(Stored dataset items)
# # # # #

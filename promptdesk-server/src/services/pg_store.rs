use std::fmt;

use async_trait::async_trait;
use chrono::{DateTime, Utc};
use shared::models::{Assistant, Chat, Message, MessageRole};
use sqlx::PgPool;
use tracing::instrument;
use uuid::Uuid;

use super::store::{
    AppendOutcome, ChatStore, MessageRecord, NewAssistant, NewChat, NewMessage, StoreError,
    StoreResult,
};

const MESSAGE_COLUMNS: &str =
    "id, chat_id, role, content, token_count, system_prompt_tokens, created_at";

#[derive(Clone)]
pub struct PgChatStore {
    pool: PgPool,
}

impl fmt::Debug for PgChatStore {
    fn fmt(&self, f: &mut fmt::Formatter<'_>) -> fmt::Result {
        f.debug_struct("PgChatStore").finish()
    }
}

impl PgChatStore {
    #[must_use]
    pub fn new(pool: PgPool) -> Self {
        Self { pool }
    }
}

#[derive(sqlx::FromRow)]
struct AssistantRow {
    id: Uuid,
    name: String,
    description: String,
    system_prompt: String,
    model: String,
    created_at: DateTime<Utc>,
}

impl From<AssistantRow> for Assistant {
    fn from(row: AssistantRow) -> Self {
        Self {
            id: row.id,
            name: row.name,
            description: row.description,
            system_prompt: row.system_prompt,
            model: row.model,
            created_at: row.created_at,
        }
    }
}

#[derive(sqlx::FromRow)]
struct ChatRow {
    id: Uuid,
    title: String,
    user_fingerprint: String,
    assistant_id: Option<Uuid>,
    created_at: DateTime<Utc>,
    updated_at: DateTime<Utc>,
}

impl From<ChatRow> for Chat {
    fn from(row: ChatRow) -> Self {
        Self {
            id: row.id,
            title: row.title,
            user_fingerprint: row.user_fingerprint,
            assistant_id: row.assistant_id,
            created_at: row.created_at,
            updated_at: row.updated_at,
        }
    }
}

#[derive(sqlx::FromRow)]
struct MessageRow {
    id: Uuid,
    chat_id: Uuid,
    role: String,
    content: String,
    token_count: i64,
    system_prompt_tokens: i64,
    created_at: DateTime<Utc>,
}

impl TryFrom<MessageRow> for Message {
    type Error = StoreError;

    fn try_from(row: MessageRow) -> Result<Self, Self::Error> {
        let role = MessageRole::try_from(row.role.as_str())
            .map_err(|err| StoreError::Database(sqlx::Error::Decode(err.into())))?;
        Ok(Self {
            id: row.id,
            chat_id: row.chat_id,
            role,
            content: row.content,
            token_count: row.token_count,
            system_prompt_tokens: row.system_prompt_tokens,
            created_at: row.created_at,
        })
    }
}

fn into_messages(rows: Vec<MessageRow>) -> StoreResult<Vec<Message>> {
    rows.into_iter().map(Message::try_from).collect()
}

#[async_trait]
impl ChatStore for PgChatStore {
    fn backend(&self) -> &'static str {
        "postgres"
    }

    async fn ping(&self) -> StoreResult<()> {
        sqlx::query("SELECT 1").execute(&self.pool).await?;
        Ok(())
    }

    #[instrument(name = "store.create_assistant", skip(self, new), err)]
    async fn create_assistant(&self, new: NewAssistant) -> StoreResult<Assistant> {
        let row: AssistantRow = sqlx::query_as(
            r"INSERT INTO assistants (id, name, description, system_prompt, model)
              VALUES ($1, $2, $3, $4, $5)
              RETURNING id, name, description, system_prompt, model, created_at",
        )
        .bind(Uuid::new_v4())
        .bind(&new.name)
        .bind(&new.description)
        .bind(&new.system_prompt)
        .bind(&new.model)
        .fetch_one(&self.pool)
        .await?;
        Ok(row.into())
    }

    async fn get_assistant(&self, id: Uuid) -> StoreResult<Option<Assistant>> {
        let row: Option<AssistantRow> = sqlx::query_as(
            "SELECT id, name, description, system_prompt, model, created_at FROM assistants WHERE id = $1",
        )
        .bind(id)
        .fetch_optional(&self.pool)
        .await?;
        Ok(row.map(Assistant::from))
    }

    async fn list_assistants(&self) -> StoreResult<Vec<Assistant>> {
        let rows: Vec<AssistantRow> = sqlx::query_as(
            "SELECT id, name, description, system_prompt, model, created_at FROM assistants ORDER BY name, created_at",
        )
        .fetch_all(&self.pool)
        .await?;
        Ok(rows.into_iter().map(Assistant::from).collect())
    }

    #[instrument(name = "store.create_chat", skip(self, new), err)]
    async fn create_chat(&self, new: NewChat) -> StoreResult<Chat> {
        let row: ChatRow = sqlx::query_as(
            r"INSERT INTO chats (id, title, user_fingerprint, assistant_id)
              VALUES ($1, $2, $3, $4)
              RETURNING id, title, user_fingerprint, assistant_id, created_at, updated_at",
        )
        .bind(Uuid::new_v4())
        .bind(&new.title)
        .bind(&new.user_fingerprint)
        .bind(new.assistant_id)
        .fetch_one(&self.pool)
        .await
        .map_err(|err| StoreError::from_db_error(err, "Assistant not found"))?;
        Ok(row.into())
    }

    async fn get_chat(&self, id: Uuid) -> StoreResult<Option<Chat>> {
        let row: Option<ChatRow> = sqlx::query_as(
            "SELECT id, title, user_fingerprint, assistant_id, created_at, updated_at FROM chats WHERE id = $1",
        )
        .bind(id)
        .fetch_optional(&self.pool)
        .await?;
        Ok(row.map(Chat::from))
    }

    async fn list_chats(&self) -> StoreResult<Vec<Chat>> {
        let rows: Vec<ChatRow> = sqlx::query_as(
            "SELECT id, title, user_fingerprint, assistant_id, created_at, updated_at FROM chats ORDER BY updated_at DESC",
        )
        .fetch_all(&self.pool)
        .await?;
        Ok(rows.into_iter().map(Chat::from).collect())
    }

    async fn list_chats_for_user(&self, fingerprint: &str) -> StoreResult<Vec<Chat>> {
        let rows: Vec<ChatRow> = sqlx::query_as(
            r"SELECT id, title, user_fingerprint, assistant_id, created_at, updated_at
              FROM chats WHERE user_fingerprint = $1 ORDER BY updated_at DESC",
        )
        .bind(fingerprint)
        .fetch_all(&self.pool)
        .await?;
        Ok(rows.into_iter().map(Chat::from).collect())
    }

    #[instrument(name = "store.append_message", skip(self, new), fields(role = %new.role), err)]
    async fn append_message(&self, chat_id: Uuid, new: NewMessage) -> StoreResult<AppendOutcome> {
        // The unique index on (chat_id, role, md5(content)) turns a repeated
        // append into a conflict, which is answered with the stored row.
        let inserted: Option<MessageRow> = sqlx::query_as(&format!(
            r"INSERT INTO messages (id, chat_id, role, content, token_count, system_prompt_tokens)
              VALUES ($1, $2, $3, $4, $5, $6)
              ON CONFLICT (chat_id, role, md5(content)) DO NOTHING
              RETURNING {MESSAGE_COLUMNS}"
        ))
        .bind(Uuid::new_v4())
        .bind(chat_id)
        .bind(new.role.as_str())
        .bind(&new.content)
        .bind(new.token_count)
        .bind(new.system_prompt_tokens)
        .fetch_optional(&self.pool)
        .await
        .map_err(|err| StoreError::from_db_error(err, "Chat not found"))?;

        if let Some(row) = inserted {
            let message = Message::try_from(row)?;
            sqlx::query(
                "UPDATE chats SET updated_at = GREATEST(updated_at, $2) WHERE id = $1",
            )
            .bind(chat_id)
            .bind(message.created_at)
            .execute(&self.pool)
            .await?;
            return Ok(AppendOutcome::Created(message));
        }

        let existing: MessageRow = sqlx::query_as(&format!(
            r"SELECT {MESSAGE_COLUMNS} FROM messages
              WHERE chat_id = $1 AND role = $2 AND md5(content) = md5($3) AND content = $3
              ORDER BY created_at LIMIT 1"
        ))
        .bind(chat_id)
        .bind(new.role.as_str())
        .bind(&new.content)
        .fetch_one(&self.pool)
        .await?;
        Ok(AppendOutcome::Duplicate(Message::try_from(existing)?))
    }

    async fn list_messages(&self, chat_id: Uuid) -> StoreResult<Vec<Message>> {
        if self.get_chat(chat_id).await?.is_none() {
            return Err(StoreError::NotFound("Chat not found".to_string()));
        }
        let rows: Vec<MessageRow> = sqlx::query_as(&format!(
            "SELECT {MESSAGE_COLUMNS} FROM messages WHERE chat_id = $1 ORDER BY created_at, id"
        ))
        .bind(chat_id)
        .fetch_all(&self.pool)
        .await?;
        into_messages(rows)
    }

    #[instrument(name = "store.correct_usage", skip(self), err)]
    async fn correct_usage(
        &self,
        chat_id: Uuid,
        message_id: Uuid,
        token_count: Option<i64>,
        system_prompt_tokens: Option<i64>,
    ) -> StoreResult<Message> {
        let row: Option<MessageRow> = sqlx::query_as(&format!(
            r"UPDATE messages
              SET token_count = COALESCE($3, token_count),
                  system_prompt_tokens = COALESCE($4, system_prompt_tokens)
              WHERE chat_id = $1 AND id = $2
              RETURNING {MESSAGE_COLUMNS}"
        ))
        .bind(chat_id)
        .bind(message_id)
        .bind(token_count)
        .bind(system_prompt_tokens)
        .fetch_optional(&self.pool)
        .await
        .map_err(|err| StoreError::from_db_error(err, "Message not found"))?;

        row.ok_or_else(|| StoreError::NotFound("Message not found".to_string()))?
            .try_into()
    }

    #[instrument(name = "store.delete_messages", skip(self), err)]
    async fn delete_messages(&self, chat_id: Uuid) -> StoreResult<u64> {
        if self.get_chat(chat_id).await?.is_none() {
            return Err(StoreError::NotFound("Chat not found".to_string()));
        }
        let result = sqlx::query("DELETE FROM messages WHERE chat_id = $1")
            .bind(chat_id)
            .execute(&self.pool)
            .await?;
        Ok(result.rows_affected())
    }

    async fn message_records(&self) -> StoreResult<Vec<MessageRecord>> {
        #[derive(sqlx::FromRow)]
        struct RecordRow {
            #[sqlx(flatten)]
            message: MessageRow,
            user_fingerprint: String,
            assistant_id: Option<Uuid>,
        }

        let rows: Vec<RecordRow> = sqlx::query_as(
            r"SELECT m.id, m.chat_id, m.role, m.content, m.token_count, m.system_prompt_tokens,
                     m.created_at, c.user_fingerprint, c.assistant_id
              FROM messages m
              JOIN chats c ON c.id = m.chat_id
              ORDER BY m.created_at, m.id",
        )
        .fetch_all(&self.pool)
        .await?;

        rows.into_iter()
            .map(|row| {
                Ok(MessageRecord {
                    message: Message::try_from(row.message)?,
                    user_fingerprint: row.user_fingerprint,
                    assistant_id: row.assistant_id,
                })
            })
            .collect()
    }
}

# # # # #

HOW TO COMPLETE THIS TASK:
Print again the lines of the entries above that fall between the line holding "#[derive(Clone)]" and the line holding "pub fn new(pool: PgPool)", inclusive, exactly as they stand.

ANSWER BOX:
#[derive(Clone)]
pub struct PgChatStore {
    pool: PgPool,
}

impl fmt::Debug for PgChatStore {
    fn fmt(&self, f: &mut fmt::Formatter<'_>) -> fmt::Result {
        f.debug_struct("PgChatStore").finish()
    }
}

impl PgChatStore {
    #[must_use]
    pub fn new(pool: PgPool) -> Self {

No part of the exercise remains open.